Carving with the Feather

My first full day on the trail, I awoke so excited for my day.  I climbed the number-number hill, and enjoyed the view and included the Land Honoring Song in my morning ritual.  What a gorgeous view.  The river below, winding through the wilds, with flat-topped lacy trees perfectly spaced in the bush, lit up with a golden gauzy light that may only exist in Africa as far as I can tell.  Resplendent.  Glowing.  Mystical.  Amazing.

As I was trained to announce myself to any sacred land by my indigenous earth wisdom mama/teacher Maria Yraceburu, I used my fingers to create a small circle in the chocolate silty soil, and scratched my personal symbol with a twig, set prayers into the circle, and finished my “hello” with a small drop of my spit, a part of myself that holds the codes of my DNA, and the value of my moisture in a dry place.  I sent my consciousness down into this soil, then, connecting with the minerals here, with the bones of this land.  I beamed my love into this land.  My gratitude.  My honoring.  And I asked again for what I wanted – please, Mama, help me to fully embody in this body, to love myself here as I am, so that I can contribute, serve, and love without distraction.  My intention looped back as a big blessing feeling, and I knew the land agreed.  

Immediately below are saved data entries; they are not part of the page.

//! One-shot countdown latch.
//!
//! The remaining count lives in an atomic so consumers can decrement and poll
//! it without touching the mutex. The mutex and condvar exist only for the
//! waiter: the signal that reaches zero (or an abort) notifies while holding
//! the lock, and the waiter re-checks under the same lock, so the wakeup
//! cannot be lost.

use std::fmt;
use std::sync::atomic::{AtomicBool, AtomicUsize, Ordering};
use std::time::{Duration, Instant};

use parking_lot::{Condvar, Mutex};

use crate::error::{AbortedSnafu, ElapsedSnafu, OverdrawnSnafu, SignalError, WaitError};

/// Counts outstanding work down to zero and releases whoever waits on it.
pub struct Countdown {
    initial: usize,
    remaining: AtomicUsize,
    aborted: AtomicBool,
    lock: Mutex<()>,
    zero: Condvar,
}

impl Countdown {
    /// Create a countdown expecting `count` signals.
    #[must_use]
    pub fn new(count: usize) -> Self {
        Self {
            initial: count,
            remaining: AtomicUsize::new(count),
            aborted: AtomicBool::new(false),
            lock: Mutex::new(()),
            zero: Condvar::new(),
        }
    }

    /// The count this countdown was created with.
    #[inline]
    #[must_use]
    pub fn initial(&self) -> usize {
        self.initial
    }

    /// Signals still outstanding.
    #[inline]
    #[must_use]
    pub fn remaining(&self) -> usize {
        self.remaining.load(Ordering::Acquire)
    }

    /// Whether the count has reached zero.
    #[inline]
    #[must_use]
    pub fn is_set(&self) -> bool {
        self.remaining() == 0
    }

    /// Whether [`abort`](Self::abort) has been called.
    #[inline]
    #[must_use]
    pub fn is_aborted(&self) -> bool {
        self.aborted.load(Ordering::Acquire)
    }

    /// Decrement by one and return the new remaining count.
    ///
    /// Fails with [`SignalError::Overdrawn`] if the count is already zero;
    /// the count is left untouched in that case.
    pub fn signal(&self) -> Result<usize, SignalError> {
        let previous = self
            .remaining
            .fetch_update(Ordering::AcqRel, Ordering::Acquire, |n| n.checked_sub(1))
            .map_err(|_| OverdrawnSnafu.build())?;

        if previous == 1 {
            let _guard = self.lock.lock();
            self.zero.notify_all();
        }
        Ok(previous - 1)
    }

    /// Release the waiter without reaching zero. Idempotent.
    pub fn abort(&self) {
        self.aborted.store(true, Ordering::Release);
        let _guard = self.lock.lock();
        self.zero.notify_all();
    }

    /// Block until the count reaches zero.
    ///
    /// Returns [`WaitError::Aborted`] if the countdown is aborted first. A
    /// countdown that reached zero reports success even if it was aborted
    /// afterwards.
    pub fn wait(&self) -> Result<(), WaitError> {
        let mut guard = self.lock.lock();
        loop {
            if let Some(outcome) = self.settle(false) {
                return outcome;
            }
            self.zero.wait(&mut guard);
        }
    }

    /// Like [`wait`](Self::wait), but gives up with [`WaitError::Elapsed`]
    /// after `timeout`.
    ///
    /// An abort seen together with the deadline is still reported as
    /// [`WaitError::Aborted`].
    pub fn wait_timeout(&self, timeout: Duration) -> Result<(), WaitError> {
        let deadline = Instant::now() + timeout;
        let mut guard = self.lock.lock();
        let mut timed_out = false;
        loop {
            if let Some(outcome) = self.settle(timed_out) {
                return outcome;
            }
            timed_out = self.zero.wait_until(&mut guard, deadline).timed_out();
        }
    }

    /// Decide a wait from the current state: zero beats abort beats deadline.
    /// `None` means keep waiting.
    pub(crate) fn settle(&self, timed_out: bool) -> Option<Result<(), WaitError>> {
        if self.is_set() {
            return Some(Ok(()));
        }
        let remaining = self.remaining();
        if self.is_aborted() {
            return Some(AbortedSnafu { remaining }.fail());
        }
        if timed_out {
            return Some(ElapsedSnafu { remaining }.fail());
        }
        None
    }
}

impl fmt::Debug for Countdown {
    fn fmt(&self, f: &mut fmt::Formatter<'_>) -> fmt::Result {
        f.debug_struct("Countdown")
            .field("initial", &self.initial)
            .field("remaining", &self.remaining())
            .field("aborted", &self.is_aborted())
            .finish()
    }
}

We walked again, with some extra weight in each of our packs, as one of our sisters was struggling with back pain.  And I felt grateful for my big strong body – for my long legs, for the heartiness of my digestion and my spine.  It was not lost on me that the sister was experiencing excruciating back pain had a “perfectly shaped body” according to my girl-training.  So here is another reflection… my body is an instrument, not just a decoration.  I am healthy, strong, stabile, resilient in my body.  There is so much to be grateful for.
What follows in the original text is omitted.